[MATERIAL SHOWN Boundary: Start]
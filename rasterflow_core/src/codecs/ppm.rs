//! Binary PPM (P6): ASCII header with `#` comments, maxval up to 255, then
//! raw RGB24 rows. Decoding fills alpha with 255; encoding drops alpha.

use crate::errors::{ErrorKind, Result};
use crate::flow::definitions::{Bitmap, FrameInfo};
use crate::io::IoProxy;
use crate::{here, nerror};
use rasterflow_types::PixelFormat;

struct Header {
    w: i32,
    h: i32,
    /// Offset of the first payload byte.
    data_start: usize,
}

struct HeaderCursor<'a> {
    bytes: &'a [u8],
    pos: usize,
}

impl<'a> HeaderCursor<'a> {
    fn skip_separators(&mut self) {
        while self.pos < self.bytes.len() {
            let b = self.bytes[self.pos];
            if b.is_ascii_whitespace() {
                self.pos += 1;
            } else if b == b'#' {
                while self.pos < self.bytes.len() && self.bytes[self.pos] != b'\n' {
                    self.pos += 1;
                }
            } else {
                break;
            }
        }
    }

    fn next_int(&mut self) -> Result<i64> {
        self.skip_separators();
        let start = self.pos;
        while self.pos < self.bytes.len() && self.bytes[self.pos].is_ascii_digit() {
            self.pos += 1;
        }
        if self.pos == start {
            return Err(nerror!(
                ErrorKind::IoError,
                "Malformed PPM header: expected an integer at byte {}",
                start
            ));
        }
        let mut value: i64 = 0;
        for &digit in &self.bytes[start..self.pos] {
            value = value * 10 + i64::from(digit - b'0');
            if value > i64::from(i32::MAX) {
                return Err(nerror!(
                    ErrorKind::IoError,
                    "Malformed PPM header: integer at byte {} is out of range",
                    start
                ));
            }
        }
        Ok(value)
    }
}

fn parse_header(bytes: &[u8]) -> Result<Header> {
    if bytes.len() < 2 || &bytes[0..2] != b"P6" {
        return Err(nerror!(ErrorKind::IoError, "Not a binary PPM (P6) stream"));
    }
    let mut cursor = HeaderCursor { bytes, pos: 2 };
    let w = cursor.next_int().map_err(|e| e.at(here!()))?;
    let h = cursor.next_int().map_err(|e| e.at(here!()))?;
    let maxval = cursor.next_int().map_err(|e| e.at(here!()))?;
    if maxval > 255 {
        return Err(nerror!(
            ErrorKind::NotImplemented,
            "PPM maxval {} is not supported (only maxval <= 255)",
            maxval
        ));
    }
    if maxval < 1 {
        return Err(nerror!(ErrorKind::IoError, "Malformed PPM header: maxval {}", maxval));
    }
    // Exactly one whitespace byte separates the header from the payload.
    if cursor.pos >= bytes.len() || !bytes[cursor.pos].is_ascii_whitespace() {
        return Err(nerror!(
            ErrorKind::IoError,
            "Malformed PPM header: missing separator before payload"
        ));
    }
    Ok(Header {
        w: w as i32,
        h: h as i32,
        data_start: cursor.pos + 1,
    })
}

fn read_all(io: &mut IoProxy) -> Result<Vec<u8>> {
    io.seek(0).map_err(|e| e.at(here!()))?;
    let mut bytes = Vec::new();
    io.read_to_end(&mut bytes).map_err(|e| e.at(here!()))?;
    Ok(bytes)
}

pub fn read_frame_info(io: &mut IoProxy) -> Result<FrameInfo> {
    let bytes = read_all(io).map_err(|e| e.at(here!()))?;
    let header = parse_header(&bytes).map_err(|e| e.at(here!()))?;
    Ok(FrameInfo {
        w: header.w,
        h: header.h,
        fmt: PixelFormat::Rgb24,
    })
}

pub fn read_frame(io: &mut IoProxy) -> Result<Bitmap> {
    let bytes = read_all(io).map_err(|e| e.at(here!()))?;
    let header = parse_header(&bytes).map_err(|e| e.at(here!()))?;
    let mut frame = Bitmap::new(header.w, header.h).map_err(|e| e.at(here!()))?;
    let expected = header.w as u64 * header.h as u64 * 3;
    let payload = &bytes[header.data_start.min(bytes.len())..];
    if (payload.len() as u64) < expected {
        return Err(nerror!(
            ErrorKind::IoError,
            "Truncated PPM payload: wanted {} bytes, got {}",
            expected,
            payload.len()
        ));
    }
    for (rgb, rgba) in payload
        .chunks_exact(3)
        .zip(frame.pixels_mut().chunks_exact_mut(4))
    {
        rgba[0] = rgb[0];
        rgba[1] = rgb[1];
        rgba[2] = rgb[2];
        rgba[3] = 255;
    }
    Ok(frame)
}

pub fn write_frame(io: &mut IoProxy, frame: &Bitmap) -> Result<()> {
    let header = format!("P6\n{} {}\n255\n", frame.w(), frame.h());
    let mut out = Vec::with_capacity(header.len() + frame.pixels().len() / 4 * 3);
    out.extend_from_slice(header.as_bytes());
    for rgba in frame.pixels().chunks_exact(4) {
        out.extend_from_slice(&rgba[0..3]);
    }
    io.write_all(&out).map_err(|e| e.at(here!()))
}

#[cfg(test)]
pub mod tests {
    use super::*;

    pub fn tiny_ppm() -> Vec<u8> {
        // 2x2: red, green / blue, white
        let mut bytes = b"P6\n# test frame\n2 2\n255\n".to_vec();
        bytes.extend_from_slice(&[255, 0, 0, 0, 255, 0, 0, 0, 255, 255, 255, 255]);
        bytes
    }

    #[test]
    fn header_parses_with_comments() {
        let info = read_frame_info(&mut IoProxy::from_vec(tiny_ppm())).expect("info");
        assert_eq!((info.w, info.h), (2, 2));
        assert_eq!(info.fmt, PixelFormat::Rgb24);
    }

    #[test]
    fn decode_fills_alpha() {
        let frame = read_frame(&mut IoProxy::from_vec(tiny_ppm())).expect("frame");
        assert_eq!(frame.get(0, 0), [255, 0, 0, 255]);
        assert_eq!(frame.get(1, 0), [0, 255, 0, 255]);
        assert_eq!(frame.get(0, 1), [0, 0, 255, 255]);
        assert_eq!(frame.get(1, 1), [255, 255, 255, 255]);
    }

    #[test]
    fn encode_then_decode_preserves_pixels() {
        let frame = read_frame(&mut IoProxy::from_vec(tiny_ppm())).expect("frame");
        let mut sink = IoProxy::output_buffer();
        write_frame(&mut sink, &frame).expect("write");
        let bytes = sink.get_output_buffer().expect("buffer").to_vec();
        assert!(bytes.starts_with(b"P6\n"));
        let back = read_frame(&mut IoProxy::from_vec(bytes)).expect("reread");
        assert_eq!(back, frame);
    }

    #[test]
    fn wide_maxval_is_not_implemented() {
        let bytes = b"P6 2 2 65535\n".to_vec();
        let e = read_frame_info(&mut IoProxy::from_vec(bytes)).expect_err("must fail");
        assert_eq!(e.kind(), ErrorKind::NotImplemented);
    }

    #[test]
    fn truncated_payload_is_an_io_error() {
        let mut bytes = b"P6 2 2 255\n".to_vec();
        bytes.extend_from_slice(&[1, 2, 3]);
        let e = read_frame(&mut IoProxy::from_vec(bytes)).expect_err("must fail");
        assert_eq!(e.kind(), ErrorKind::IoError);
    }
}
[MATERIAL SHOWN Boundary: End]
PROBLEM STATEMENT: Could you return the data above exactly as it stands?

ANSWER BOX:
filename rasterflow_core/src/codecs/ppm.rs
//! Binary PPM (P6): ASCII header with `#` comments, maxval up to 255, then
//! raw RGB24 rows. Decoding fills alpha with 255; encoding drops alpha.

use crate::errors::{ErrorKind, Result};
use crate::flow::definitions::{Bitmap, FrameInfo};
use crate::io::IoProxy;
use crate::{here, nerror};
use rasterflow_types::PixelFormat;

struct Header {
    w: i32,
    h: i32,
    /// Offset of the first payload byte.
    data_start: usize,
}

struct HeaderCursor<'a> {
    bytes: &'a [u8],
    pos: usize,
}

impl<'a> HeaderCursor<'a> {
    fn skip_separators(&mut self) {
        while self.pos < self.bytes.len() {
            let b = self.bytes[self.pos];
            if b.is_ascii_whitespace() {
                self.pos += 1;
            } else if b == b'#' {
                while self.pos < self.bytes.len() && self.bytes[self.pos] != b'\n' {
                    self.pos += 1;
                }
            } else {
                break;
            }
        }
    }

    fn next_int(&mut self) -> Result<i64> {
        self.skip_separators();
        let start = self.pos;
        while self.pos < self.bytes.len() && self.bytes[self.pos].is_ascii_digit() {
            self.pos += 1;
        }
        if self.pos == start {
            return Err(nerror!(
                ErrorKind::IoError,
                "Malformed PPM header: expected an integer at byte {}",
                start
            ));
        }
        let mut value: i64 = 0;
        for &digit in &self.bytes[start..self.pos] {
            value = value * 10 + i64::from(digit - b'0');
            if value > i64::from(i32::MAX) {
                return Err(nerror!(
                    ErrorKind::IoError,
                    "Malformed PPM header: integer at byte {} is out of range",
                    start
                ));
            }
        }
        Ok(value)
    }
}

fn parse_header(bytes: &[u8]) -> Result<Header> {
    if bytes.len() < 2 || &bytes[0..2] != b"P6" {
        return Err(nerror!(ErrorKind::IoError, "Not a binary PPM (P6) stream"));
    }
    let mut cursor = HeaderCursor { bytes, pos: 2 };
    let w = cursor.next_int().map_err(|e| e.at(here!()))?;
    let h = cursor.next_int().map_err(|e| e.at(here!()))?;
    let maxval = cursor.next_int().map_err(|e| e.at(here!()))?;
    if maxval > 255 {
        return Err(nerror!(
            ErrorKind::NotImplemented,
            "PPM maxval {} is not supported (only maxval <= 255)",
            maxval
        ));
    }
    if maxval < 1 {
        return Err(nerror!(ErrorKind::IoError, "Malformed PPM header: maxval {}", maxval));
    }
    // Exactly one whitespace byte separates the header from the payload.
    if cursor.pos >= bytes.len() || !bytes[cursor.pos].is_ascii_whitespace() {
        return Err(nerror!(
            ErrorKind::IoError,
            "Malformed PPM header: missing separator before payload"
        ));
    }
    Ok(Header {
        w: w as i32,
        h: h as i32,
        data_start: cursor.pos + 1,
    })
}

fn read_all(io: &mut IoProxy) -> Result<Vec<u8>> {
    io.seek(0).map_err(|e| e.at(here!()))?;
    let mut bytes = Vec::new();
    io.read_to_end(&mut bytes).map_err(|e| e.at(here!()))?;
    Ok(bytes)
}

pub fn read_frame_info(io: &mut IoProxy) -> Result<FrameInfo> {
    let bytes = read_all(io).map_err(|e| e.at(here!()))?;
    let header = parse_header(&bytes).map_err(|e| e.at(here!()))?;
    Ok(FrameInfo {
        w: header.w,
        h: header.h,
        fmt: PixelFormat::Rgb24,
    })
}

pub fn read_frame(io: &mut IoProxy) -> Result<Bitmap> {
    let bytes = read_all(io).map_err(|e| e.at(here!()))?;
    let header = parse_header(&bytes).map_err(|e| e.at(here!()))?;
    let mut frame = Bitmap::new(header.w, header.h).map_err(|e| e.at(here!()))?;
    let expected = header.w as u64 * header.h as u64 * 3;
    let payload = &bytes[header.data_start.min(bytes.len())..];
    if (payload.len() as u64) < expected {
        return Err(nerror!(
            ErrorKind::IoError,
            "Truncated PPM payload: wanted {} bytes, got {}",
            expected,
            payload.len()
        ));
    }
    for (rgb, rgba) in payload
        .chunks_exact(3)
        .zip(frame.pixels_mut().chunks_exact_mut(4))
    {
        rgba[0] = rgb[0];
        rgba[1] = rgb[1];
        rgba[2] = rgb[2];
        rgba[3] = 255;
    }
    Ok(frame)
}

pub fn write_frame(io: &mut IoProxy, frame: &Bitmap) -> Result<()> {
    let header = format!("P6\n{} {}\n255\n", frame.w(), frame.h());
    let mut out = Vec::with_capacity(header.len() + frame.pixels().len() / 4 * 3);
    out.extend_from_slice(header.as_bytes());
    for rgba in frame.pixels().chunks_exact(4) {
        out.extend_from_slice(&rgba[0..3]);
    }
    io.write_all(&out).map_err(|e| e.at(here!()))
}

#[cfg(test)]
pub mod tests {
    use super::*;

    pub fn tiny_ppm() -> Vec<u8> {
        // 2x2: red, green / blue, white
        let mut bytes = b"P6\n# test frame\n2 2\n255\n".to_vec();
        bytes.extend_from_slice(&[255, 0, 0, 0, 255, 0, 0, 0, 255, 255, 255, 255]);
        bytes
    }

    #[test]
    fn header_parses_with_comments() {
        let info = read_frame_info(&mut IoProxy::from_vec(tiny_ppm())).expect("info");
        assert_eq!((info.w, info.h), (2, 2));
        assert_eq!(info.fmt, PixelFormat::Rgb24);
    }

    #[test]
    fn decode_fills_alpha() {
        let frame = read_frame(&mut IoProxy::from_vec(tiny_ppm())).expect("frame");
        assert_eq!(frame.get(0, 0), [255, 0, 0, 255]);
        assert_eq!(frame.get(1, 0), [0, 255, 0, 255]);
        assert_eq!(frame.get(0, 1), [0, 0, 255, 255]);
        assert_eq!(frame.get(1, 1), [255, 255, 255, 255]);
    }

    #[test]
    fn encode_then_decode_preserves_pixels() {
        let frame = read_frame(&mut IoProxy::from_vec(tiny_ppm())).expect("frame");
        let mut sink = IoProxy::output_buffer();
        write_frame(&mut sink, &frame).expect("write");
        let bytes = sink.get_output_buffer().expect("buffer").to_vec();
        assert!(bytes.starts_with(b"P6\n"));
        let back = read_frame(&mut IoProxy::from_vec(bytes)).expect("reread");
        assert_eq!(back, frame);
    }

    #[test]
    fn wide_maxval_is_not_implemented() {
        let bytes = b"P6 2 2 65535\n".to_vec();
        let e = read_frame_info(&mut IoProxy::from_vec(bytes)).expect_err("must fail");
        assert_eq!(e.kind(), ErrorKind::NotImplemented);
    }

    #[test]
    fn truncated_payload_is_an_io_error() {
        let mut bytes = b"P6 2 2 255\n".to_vec();
        bytes.extend_from_slice(&[1, 2, 3]);
        let e = read_frame(&mut IoProxy::from_vec(bytes)).expect_err("must fail");
        assert_eq!(e.kind(), ErrorKind::IoError);
    }
}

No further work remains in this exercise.